Nutrition and Lung Disease

Todd W. Rice, MD* and James P. Maloney, MD{dagger}

* Division of Allergy, Pulmonary, and Critical Care Medicine, Vanderbilt University, Nashville, Tennessee; and{dagger} Division of Pulmonary and Critical Care Medicine, Medical College of Wisconsin, Milwaukee, Wisconsin

Correspondence: James P. Maloney, MD, Medical College of Wisconsin, 9200 West Wisconsin, Milwaukee, WI 53226. Electronic mail may be sent to jmaloney{at}mail.mcw.edu.

"Let thy food be thy medicine and thy medicine be thy food." Hippocrates (460–377 B.C.)

Like Hippocrates, we realize that the nutrition we give patients is more than a source of calories. Unlike Hippocrates, we can consult an increasing body of literature that helps us address those areas where disease and nutrition intersect. This issue of Nutrition in Clinical Practice focuses on the delivery of nutrition to improve outcomes in patients with acute and chronic pulmonary illnesses. The reviews here examine many different strategies and outline the strengths and weaknesses of the supporting science. Like Hippocrates, we have yet much to learn and we must realize that his "primum non nocere" dictum also applies to nutrition science. For instance, immunonutrition appears to lower infectious complications in surgical patients, but may increase mortality in patients with sepsis.1,2 The blue dye practice for aspiration detection during enteral feeding was widely embraced before its poor specificity and potential for harm were appreciated, leading to an FDA Public Health Advisory.3 The discovery of such unexpected findings highlights the continued importance of randomized controlled trials to evaluate the efficacy and safety of nutritional interventions before we accept them as general practice. The safe and optimal provision of nutrition to patients with lung disease remains a challenge, and it is often unclear what nutritional approach is best.

Optimizing nutrition in chronic lung diseases has mostly focused on preventing and treating malnourishment common to diseases such as emphysema and cystic fibrosis. Common diseases such as asthma are not often associated with malnutrition; we don't have evidence that they benefit from specific dietary approaches. Chronic obstructive pulmonary disease (COPD) is the fourth largest cause of death in the United States, and a large subset of patients with moderate-to-severe COPD are underweight and malnourished, as Mallampalli points out in her review.4 No specific hormonal or nutritional regimen has been successful enough in these patients to be of routine use. The severity of underlying disease in COPD and the high metabolic rate needed to respire with diseased lungs currently precludes substantial benefit from dietary intervention in most patients. Yet the importance of the disease mandates continued investigation.

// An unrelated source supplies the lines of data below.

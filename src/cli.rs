// Copyright 2025 Fernando Borretti
//
// Licensed under the Apache License, Version 2.0 (the "License");
// you may not use this file except in compliance with the License.
// You may obtain a copy of the License at
//
//     http://www.apache.org/licenses/LICENSE-2.0
//
// Unless required by applicable law or agreed to in writing, software
// distributed under the License is distributed on an "AS IS" BASIS,
// WITHOUT WARRANTIES OR CONDITIONS OF ANY KIND, either express or implied.
// See the License for the specific language governing permissions and
// limitations under the License.

use clap::Parser;
use tokio::spawn;

use crate::cmd::check::check_deck;
use crate::cmd::drill::server::ServerConfig;
use crate::cmd::drill::server::start_server;
use crate::config::Config;
use crate::config::DEFAULT_HOST;
use crate::config::DEFAULT_PORT;
use crate::config::resolve;
use crate::error::Fallible;
use crate::utils::wait_for_server;

#[derive(Parser)]
#[command(version, about, long_about = None)]
enum Command {
    /// Drill a deck through a web interface.
    Drill {
        /// Path to the deck file. By default, `data/flashcards.json` in the current working directory is used.
        deck: Option<String>,
        /// Path to a TOML config file. By default, `flipdeck.toml` is read from the current working directory if it exists.
        #[arg(long)]
        config: Option<String>,
        /// The host address to bind to. Default is 127.0.0.1.
        #[arg(long)]
        host: Option<String>,
        /// The port to use for the web server. Default is 8000.
        #[arg(long)]
        port: Option<u16>,
        /// Whether to open the browser automatically. Default is true.
        #[arg(long)]
        open_browser: Option<bool>,
        /// Whether to shuffle the deck before the first card. Default is false.
        #[arg(long)]
        shuffle: Option<bool>,
        /// Whether to start in quiz mode. Default is false.
        #[arg(long)]
        quiz: Option<bool>,
    },
    /// Check that a deck file loads.
    Check {
        /// Path to the deck file. By default, `data/flashcards.json` in the current working directory is used.
        deck: Option<String>,
    },
}

pub async fn entrypoint() -> Fallible<()> {
    let cli: Command = Command::parse();
    match cli {
        Command::Drill {
            deck,
            config,
            host,
            port,
            open_browser,
            shuffle,
            quiz,
        } => {
            let file = Config::load(config.as_deref())?;
            let host = resolve(host, file.host, DEFAULT_HOST.to_string());
            let port = resolve(port, file.port, DEFAULT_PORT);
            if resolve(open_browser, file.open_browser, true) {
                // Start a separate task to open the browser once the server is up.
                let browser_host = host.clone();
                spawn(async move {
                    match wait_for_server(&browser_host, port).await {
                        Ok(_) => {
                            if let Err(e) = open::that(format!("http://{browser_host}:{port}/")) {
                                log::warn!("Failed to open browser: {e}");
                            }
                        }
                        Err(e) => log::error!("Failed to connect to server: {e}"),
                    }
                });
            }
            let config = ServerConfig {
                deck,
                host,
                port,
                shuffle: resolve(shuffle, file.shuffle, false),
                quiz: resolve(quiz, file.quiz, false),
            };
            start_server(config).await
        }
        Command::Check { deck } => check_deck(deck),
    }
}
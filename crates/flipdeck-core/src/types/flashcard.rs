// Copyright 2025 Fernando Borretti
//
// Licensed under the Apache License, Version 2.0 (the "License");
// you may not use this file except in compliance with the License.
// You may obtain a copy of the License at
//
//     http://www.apache.org/licenses/LICENSE-2.0
//
// Unless required by applicable law or agreed to in writing, software
// distributed under the License is distributed on an "AS IS" BASIS,
// WITHOUT WARRANTIES OR CONDITIONS OF ANY KIND, either express or implied.
// See the License for the specific language governing permissions and
// limitations under the License.

use serde::Deserialize;

/// Whether the user has marked a card as learned.
#[derive(Clone, Copy, Debug, Default, PartialEq, Eq)]
pub enum Status {
    /// The card has not been marked yet.
    #[default]
    Unseen,
    Known,
    Unknown,
}

/// A question/answer pair. The text is fixed at construction; only the
/// status changes during a session.
#[derive(Clone, Debug, PartialEq, Deserialize)]
#[serde(deny_unknown_fields)]
pub struct Flashcard {
    question: String,
    answer: String,
    #[serde(skip)]
    status: Status,
}

impl Flashcard {
    pub fn new(question: impl Into<String>, answer: impl Into<String>) -> Self {
        Self {
            question: question.into(),
            answer: answer.into(),
            status: Status::Unseen,
        }
    }

    pub fn question(&self) -> &str {
        &self.question
    }

    pub fn answer(&self) -> &str {
        &self.answer
    }

    pub fn status(&self) -> Status {
        self.status
    }

    pub fn mark_known(&mut self) {
        self.status = Status::Known;
    }

    pub fn mark_unknown(&mut self) {
        self.status = Status::Unknown;
    }

    /// Compare a typed answer against the stored one, ignoring case and
    /// surrounding whitespace. Nothing else is normalized.
    pub fn matches(&self, user_text: &str) -> bool {
        normalize(user_text) == normalize(&self.answer)
    }
}

fn normalize(s: &str) -> String {
    s.trim().to_lowercase()
}

#[cfg(test)]
mod tests {
    use super::*;

    #[test]
    fn test_new_card_is_unseen() {
        let card = Flashcard::new("France capital?", "Paris");
        assert_eq!(card.question(), "France capital?");
        assert_eq!(card.answer(), "Paris");
        assert_eq!(card.status(), Status::Unseen);
    }

    #[test]
    fn test_marks_are_idempotent() {
        let mut card = Flashcard::new("Q", "A");
        card.mark_known();
        card.mark_known();
        assert_eq!(card.status(), Status::Known);
        card.mark_unknown();
        card.mark_unknown();
        assert_eq!(card.status(), Status::Unknown);
    }

    #[test]
    fn test_matches_ignores_case_and_surrounding_whitespace() {
        let card = Flashcard::new("France capital?", "Paris");
        assert!(card.matches("paris"));
        assert!(card.matches(" PARIS "));
        assert!(card.matches("Paris"));
        assert!(card.matches("\tparis\n"));
    }

    #[test]
    fn test_matches_is_otherwise_exact() {
        let card = Flashcard::new("France capital?", "Paris");
        assert!(!card.matches("paris."));
        assert!(!card.matches("pa ris"));
        assert!(!card.matches(""));
    }

    #[test]
    fn test_stored_answer_is_normalized_too() {
        let card = Flashcard::new("2+2?", "  Four ");
        assert!(card.matches("four"));
    }
}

The utility of specific formulas to minimize carbon dioxide production and thereby aid weaning in mechanically ventilated COPD patients also is poor. Such formulas should be used selectively. Olson and Schwenk5 show how an organized approach, advocacy, and clinical experience can minimize the malnutrition associated with cystic fibrosis, even in the absence of large trials. Yet it is difficult to control the diet of chronically ill patients. The potential benefit of dietary strategies is often negated by what patients will (or won't) eat in their own homes.

The provision of nutrition to acutely ill patients, many of whom are in intensive care units, creates unique challenges and is an area where the most impact may occur from specific nutritional strategies. Studies have shown that enteral nutrition is better than the parenteral route in acutely ill patients. However, scientific investigations have not always clarified the optimal timing, composition, delivery location, and means of avoiding complications when administering enteral nutrition, thus resulting in a wide variation in delivery practices. Most of this work has been done in adults and, as Carlson points out, the nutritional care of infants with lung disease has yet to be guided by large clinical trials.6

Once the decision is made to provide enteral nutrition, the first questions encountered are what type of tube should be used. Guidroz and Chaudhary7 discuss the advantages and disadvantages of many of the different tube types used for maintaining enteral access. Historically, placement of these tubes was preferentially trans-nasal, but appreciation of nasal tubes as risk factors for sinusitis now results in many trans-oral insertions, at least in intubated patients.8,9 Guidroz and Chaudry point out the many ways to initiate and maintain enteral access. Tolerance of enteral feedings and aspiration prevention remain as problems.

Endotracheal intubation and enteral feeding are probably the biggest risk factors for aspiration and the development of nosocomial pneumonia, which is often ventilator-associated pneumonia (VAP). Parker and Heyland10 outline some of the practices that have been utilized in an attempt to minimize these complications. One of the most effective prophylactic measures demonstrated in randomized clinical trials for aspiration and NP prevention in ventilated patients is raising the head of the bed. In addition to being effective, this measure is easy and incurs no cost. Some aspects of patient care make it difficult to maintain the head of the bed at 45°. As Parker and Heyland conclude, raising the head of the bed for any intubated patient receiving enteral feedings is evidence-based, easy, and is usually safe. Two other easy practices also help prevent VAP: draining the condensate from ventilator tubing and minimizing tubing changes.11,12 Subglottic suctioning represents another appealing measure for preventing VAP. However, as Parker and Heyland describe, data on the effectiveness of this technique are conflicting and it may not be free of harm. Subglottic suctioning requires the placement of a special endotracheal tube and thus one must either have the foresight to predict which patients may benefit, or accept the additional risk of pneumonia from the extubation and re-intubation necessary to place this specialized and more expensive tube.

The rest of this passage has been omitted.